Shanghai Stock Exchange Chart - CNBC - 13 July 2020
Shanghai Stock Exchange Chart – CNBC – 13 July 2020

Wall Street stocks rallied with the DOW climbing 1.56% to 26,112 (25,705) while the S&P 500 added 1.17% to 3,190 (3,155 Friday). US bond yields rose with the key 10-year rate closing at 0.64% (0.61%). Germany’s 10-year Bund Yield was last at -0.47% from -0.46% Friday.
Data released on Friday saw French Industrial Production climb 19.6% in June, beating expectations of a 15.2% rise. Italy’s Industrial Production rose 42.1%, beating median forecasts at 23.5% and a previous contraction at -20.5%. Canada’s Employment Change saw 952,900 Jobs created, bettering forecasts of a 700,000 rise. The Jobless rate though rose to 12.3%, worse than the 12.0% forecast. US Headline PPI fell in June to -0.2% against expectations of 0.4% while Core PPI was lower to -0.3%, against forecasts at 0.1%.

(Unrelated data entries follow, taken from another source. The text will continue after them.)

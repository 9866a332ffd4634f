// This module implements the control-flow graph holder. A Cfg owns its blocks, indexed
// densely by id, and an explicit edge list; predecessor and successor sets are derived
// once from the edge list at construction and never change afterwards. Construction
// validates that every edge endpoint names an existing block and fails with a
// StructuralError otherwise. Blocks are immutable to downstream analyses, with one
// exception: SSA construction prepends phi instructions through `block_mut`. The holder
// also carries the branch/successor mismatches the builder flagged, and offers reverse
// post-order traversal and Graphviz output for debugging.

//! Control-flow graph holder.

pub mod builder;
pub mod integrity;

pub use builder::CfgBuilder;
pub use integrity::{IntegrityChecker, IntegrityIssue, IntegrityReport};

use crate::core::error::{CompileResult, StructuralError};
use crate::ir::{BasicBlock, BlockId};
use std::collections::BTreeSet;
use std::fmt::{self, Write as _};

/// How an edge was discovered.
#[derive(Debug, Clone, Copy, PartialEq, Eq, Hash)]
pub enum EdgeKind {
    /// Target of an unconditional jump.
    Jump,
    /// Else target of a conditional jump.
    Fallthrough,
    /// Found by walking the block's successor list.
    Successor,
}

impl EdgeKind {
    pub const fn as_str(self) -> &'static str {
        match self {
            EdgeKind::Jump => "jump",
            EdgeKind::Fallthrough => "fallthrough",
            EdgeKind::Successor => "successor",
        }
    }
}

#[derive(Debug, Clone, Copy, PartialEq, Eq, Hash)]
pub struct Edge {
    pub source: BlockId,
    pub target: BlockId,
    pub kind: EdgeKind,
}

impl Edge {
    pub fn new(source: BlockId, target: BlockId, kind: EdgeKind) -> Self {
        Self {
            source,
            target,
            kind,
        }
    }
}

/// Disagreement between a block's terminator and its successor list.
#[derive(Debug, Clone, Copy, PartialEq, Eq)]
pub enum BranchMismatch {
    /// The then target of a conditional jump is missing from the successor
    /// list, so no edge was emitted for it.
    MissingThenEdge { block: BlockId, then_target: BlockId },
    /// The successor list names a block the terminator never branches to.
    UnlistedSuccessor { block: BlockId, successor: BlockId },
}

impl BranchMismatch {
    pub fn block(&self) -> BlockId {
        match *self {
            BranchMismatch::MissingThenEdge { block, .. }
            | BranchMismatch::UnlistedSuccessor { block, .. } => block,
        }
    }
}

impl fmt::Display for BranchMismatch {
    fn fmt(&self, f: &mut fmt::Formatter<'_>) -> fmt::Result {
        match self {
            BranchMismatch::MissingThenEdge { block, then_target } => write!(
                f,
                "L{}: then target L{} is not in the successor list",
                block, then_target
            ),
            BranchMismatch::UnlistedSuccessor { block, successor } => write!(
                f,
                "L{}: successor L{} is not a target of the terminator",
                block, successor
            ),
        }
    }
}

/// Control-flow graph of one function. The entry block is always id 0.
#[derive(Debug, Clone)]
pub struct Cfg {
    blocks: Vec<BasicBlock>,
    edges: Vec<Edge>,
    preds: Vec<BTreeSet<BlockId>>,
    succs: Vec<BTreeSet<BlockId>>,
    mismatches: Vec<BranchMismatch>,
}

impl Cfg {
    /// Build a CFG from blocks indexed by id and an edge list.
    ///
    /// Every block's successor and predecessor lists are replaced by the
    /// ones the edge list implies.
    pub fn new(mut blocks: Vec<BasicBlock>, edges: Vec<Edge>) -> CompileResult<Self> {
        for (position, block) in blocks.iter().enumerate() {
            if block.id() != position {
                return Err(StructuralError::NonDenseBlockIds {
                    position,
                    id: block.id(),
                }
                .into());
            }
        }

        let n = blocks.len();
        let mut preds = vec![BTreeSet::new(); n];
        let mut succs = vec![BTreeSet::new(); n];
        for edge in &edges {
            for endpoint in [edge.source, edge.target] {
                if endpoint >= n {
                    return Err(StructuralError::DanglingEdge {
                        from: edge.source,
                        to: edge.target,
                        missing: endpoint,
                    }
                    .into());
                }
            }
            succs[edge.source].insert(edge.target);
            preds[edge.target].insert(edge.source);
        }

        for (block, (s, p)) in blocks.iter_mut().zip(succs.iter().zip(preds.iter())) {
            block.set_adjacency(s.iter().copied().collect(), p.iter().copied().collect());
        }

        Ok(Self {
            blocks,
            edges,
            preds,
            succs,
            mismatches: Vec::new(),
        })
    }

    pub(crate) fn set_mismatches(&mut self, mismatches: Vec<BranchMismatch>) {
        self.mismatches = mismatches;
    }

    pub fn entry(&self) -> BlockId {
        0
    }

    pub fn len(&self) -> usize {
        self.blocks.len()
    }

    pub fn is_empty(&self) -> bool {
        self.blocks.is_empty()
    }

    pub fn block(&self, id: BlockId) -> Option<&BasicBlock> {
        self.blocks.get(id)
    }

    pub fn block_mut(&mut self, id: BlockId) -> Option<&mut BasicBlock> {
        self.blocks.get_mut(id)
    }

    pub fn blocks(&self) -> &[BasicBlock] {
        &self.blocks
    }

    pub fn edges(&self) -> &[Edge] {
        &self.edges
    }

    pub fn has_edge(&self, source: BlockId, target: BlockId) -> bool {
        self.succs
            .get(source)
            .is_some_and(|succs| succs.contains(&target))
    }

    /// Predecessors of `id` in ascending id order; empty for unknown ids.
    pub fn predecessors(&self, id: BlockId) -> &BTreeSet<BlockId> {
        static EMPTY: BTreeSet<BlockId> = BTreeSet::new();
        self.preds.get(id).unwrap_or(&EMPTY)
    }

    /// Successors of `id` in ascending id order; empty for unknown ids.
    pub fn successors(&self, id: BlockId) -> &BTreeSet<BlockId> {
        static EMPTY: BTreeSet<BlockId> = BTreeSet::new();
        self.succs.get(id).unwrap_or(&EMPTY)
    }

    /// Branch/successor disagreements flagged while building.
    pub fn mismatches(&self) -> &[BranchMismatch] {
        &self.mismatches
    }

    /// Blocks reachable from the entry in reverse post-order.
    pub fn reverse_post_order(&self) -> Vec<BlockId> {
        if self.blocks.is_empty() {
            return Vec::new();
        }

        let mut post = Vec::with_capacity(self.blocks.len());
        let mut visited = vec![false; self.blocks.len()];
        let mut stack = vec![(self.entry(), false)];
        while let Some((block, processed)) = stack.pop() {
            if processed {
                post.push(block);
                continue;
            }
            if visited[block] {
                continue;
            }
            visited[block] = true;
            stack.push((block, true));
            // reversed so the lowest successor is explored first
            for &succ in self.succs[block].iter().rev() {
                if !visited[succ] {
                    stack.push((succ, false));
                }
            }
        }
        post.reverse();
        post
    }

    /// Render the graph in Graphviz dot format.
    pub fn to_dot(&self, name: &str) -> String {
        let mut out = String::new();
        let _ = writeln!(out, "digraph \"{}\" {{", name);
        let _ = writeln!(out, "  node [shape=box, fontname=monospace];");
        for block in &self.blocks {
            let mut label = format!("{}:\\l", block.name());
            for inst in block.instructions() {
                let _ = write!(label, "  {}\\l", escape_dot(&inst.to_string()));
            }
            let _ = writeln!(out, "  n{} [label=\"{}\"];", block.id(), label);
        }
        for edge in &self.edges {
            let style = match edge.kind {
                EdgeKind::Jump => "solid",
                EdgeKind::Fallthrough => "dashed",
                EdgeKind::Successor => "dotted",
            };
            let _ = writeln!(
                out,
                "  n{} -> n{} [style={}];",
                edge.source, edge.target, style
            );
        }
        out.push_str("}\n");
        out
    }
}

fn escape_dot(s: &str) -> String {
    s.replace('\\', "\\\\").replace('"', "\\\"")
}

impl fmt::Display for Cfg {
    fn fmt(&self, f: &mut fmt::Formatter<'_>) -> fmt::Result {
        for block in &self.blocks {
            write!(f, "L{}:", block.id())?;
            let preds = self.predecessors(block.id());
            if block.label().is_some() || !preds.is_empty() {
                write!(f, " ;")?;
            }
            if let Some(label) = block.label() {
                write!(f, " {}", label)?;
            }
            if !preds.is_empty() {
                write!(f, " preds =")?;
                for p in preds {
                    write!(f, " L{}", p)?;
                }
            }
            writeln!(f)?;
            for inst in block.instructions() {
                writeln!(f, "    {}", inst)?;
            }
        }
        for edge in &self.edges {
            writeln!(
                f,
                "edge L{} -> L{} ({})",
                edge.source,
                edge.target,
                edge.kind.as_str()
            )?;
        }
        Ok(())
    }
}

#[cfg(test)]
mod tests {
    use super::*;
    use crate::core::error::CompileError;

    fn diamond() -> Cfg {
        let blocks = (0..4).map(BasicBlock::new).collect();
        let edges = vec![
            Edge::new(0, 1, EdgeKind::Successor),
            Edge::new(0, 2, EdgeKind::Fallthrough),
            Edge::new(1, 3, EdgeKind::Jump),
            Edge::new(2, 3, EdgeKind::Jump),
        ];
        Cfg::new(blocks, edges).unwrap()
    }

    #[test]
    fn test_adjacency_derived_from_edges() {
        let cfg = diamond();
        assert_eq!(cfg.len(), 4);
        assert_eq!(cfg.successors(0).iter().copied().collect::<Vec<_>>(), vec![1, 2]);
        assert_eq!(cfg.predecessors(3).iter().copied().collect::<Vec<_>>(), vec![1, 2]);
        assert!(cfg.predecessors(0).is_empty());
        assert_eq!(cfg.block(3).unwrap().predecessors(), &[1, 2]);
        assert!(cfg.has_edge(1, 3));
        assert!(!cfg.has_edge(3, 1));
    }

    #[test]
    fn test_dangling_edge_rejected() {
        let blocks = (0..2).map(BasicBlock::new).collect();
        let edges = vec![Edge::new(0, 1, EdgeKind::Jump), Edge::new(1, 7, EdgeKind::Jump)];
        let err = Cfg::new(blocks, edges).unwrap_err();
        assert_eq!(
            err,
            CompileError::Structural(StructuralError::DanglingEdge {
                from: 1,
                to: 7,
                missing: 7
            })
        );
    }

    #[test]
    fn test_non_dense_ids_rejected() {
        let blocks = vec![BasicBlock::new(0), BasicBlock::new(2)];
        let err = Cfg::new(blocks, Vec::new()).unwrap_err();
        assert!(matches!(
            err,
            CompileError::Structural(StructuralError::NonDenseBlockIds { position: 1, id: 2 })
        ));
    }

    #[test]
    fn test_reverse_post_order() {
        let cfg = diamond();
        let rpo = cfg.reverse_post_order();
        assert_eq!(rpo.first(), Some(&0));
        assert_eq!(rpo.last(), Some(&3));
        assert_eq!(rpo.len(), 4);
    }

    #[test]
    fn test_rpo_skips_unreachable() {
        let blocks = (0..3).map(BasicBlock::new).collect();
        let edges = vec![Edge::new(0, 1, EdgeKind::Jump)];
        let cfg = Cfg::new(blocks, edges).unwrap();
        assert_eq!(cfg.reverse_post_order(), vec![0, 1]);
    }

    #[test]
    fn test_to_dot() {
        let dot = diamond().to_dot("diamond");
        assert!(dot.starts_with("digraph \"diamond\" {"));
        assert!(dot.contains("n0 -> n2 [style=dashed];"));
        assert!(dot.contains("n1 -> n3 [style=solid];"));
    }
}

On the Lookout: Expect a slow start to Asia today with the focus on China’s stock market and the growing spike in new global coronavirus cases. Data releases today are light ahead of a big week of economic reports beginning tomorrow. The Earnings Season begins following the second quarter’s dramatic rebound in global financial markets. Tomorrow will see Chinese Foreign Direct Investment, Industrial Production, and Trade data. Further on in the week, the Bank of Japan policy meeting and rate announcement is on Wednesday. The ECB has its rate policy meeting and Monetary Policy Statement on Thursday.

Italy Industrial Production Chart - FXFactory - 13 July 2020
Italy Industrial Production Chart – FXFactory – 13 July 2020

Earlier today, New Zealand released its Food Price Inflation for June, up 0.5% from May’s -0.8%. The Kiwi did not budge. Japan reports on its Tertiary Industrial Account data. Europe see Germany’s WPI (Wholesale Price Index) for June. Bank of England Governor Bailey is due to speak at a Webinar on LIBOR (London Interbank Rate) as a webinar hosted by the Bank of England and US Federal Reserve. Later in the day, US New York Fed President and FOMC Member John Williams also speaks at the LIBOR webinar.

Trading Perspective: Expect Asia to extend the FX range trading with the Dollar under pressure first up. However, any further news reports regarding fresh spikes of Covid-19 cases in the US and elsewhere will see safe-haven support for the Greenback to drive the US currency higher. Markets will keep their ammunition dry ahead of this week’s economic data deluge and events (BOJ and ECB rate policy meetings and announcements). Traders will also monitor official efforts to support policy, which many believe is forthcoming. This will keep the Dollar under pressure.